§ **DESCRIPTION OF THE TASK**
Each line of the entries below that includes "area" belongs in your answer.

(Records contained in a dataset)
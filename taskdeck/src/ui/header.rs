//! Header bar with the screen tabs.

use ratatui::{
    Frame,
    layout::Rect,
    text::{Line, Span},
    widgets::{Block, Borders, Paragraph},
};

use super::theme;
use crate::app::{App, Screen};

/// Tabs shown in the header, with their shortcut digit.
const TABS: [(&str, char, Screen); 4] = [
    ("Summary", '1', Screen::Summary),
    ("Board", '2', Screen::Board),
    ("Add Task", '3', Screen::AddTask),
    ("Contacts", '4', Screen::Contacts),
];

/// Render the header bar with the title and screen tabs.
pub fn render(frame: &mut Frame, area: Rect, app: &App) {
    let mut spans = vec![
        Span::styled("TaskDeck", theme::panel_title(theme::BRAND)),
        Span::raw("  "),
    ];
    for (label, digit, screen) in TABS {
        let style = if app.screen == screen {
            theme::highlighted()
        } else {
            theme::dimmed()
        };
        spans.push(Span::styled(format!(" {digit} {label} "), style));
    }
    spans.push(Span::styled("  m Menu", theme::dimmed()));

    let block = Block::default().borders(Borders::BOTTOM);
    frame.render_widget(Paragraph::new(Line::from(spans)).block(block), area);
}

§ **EXERCISE SOLUTION**
pub fn render(frame: &mut Frame, area: Rect, app: &App) {
    frame.render_widget(Paragraph::new(Line::from(spans)).block(block), area);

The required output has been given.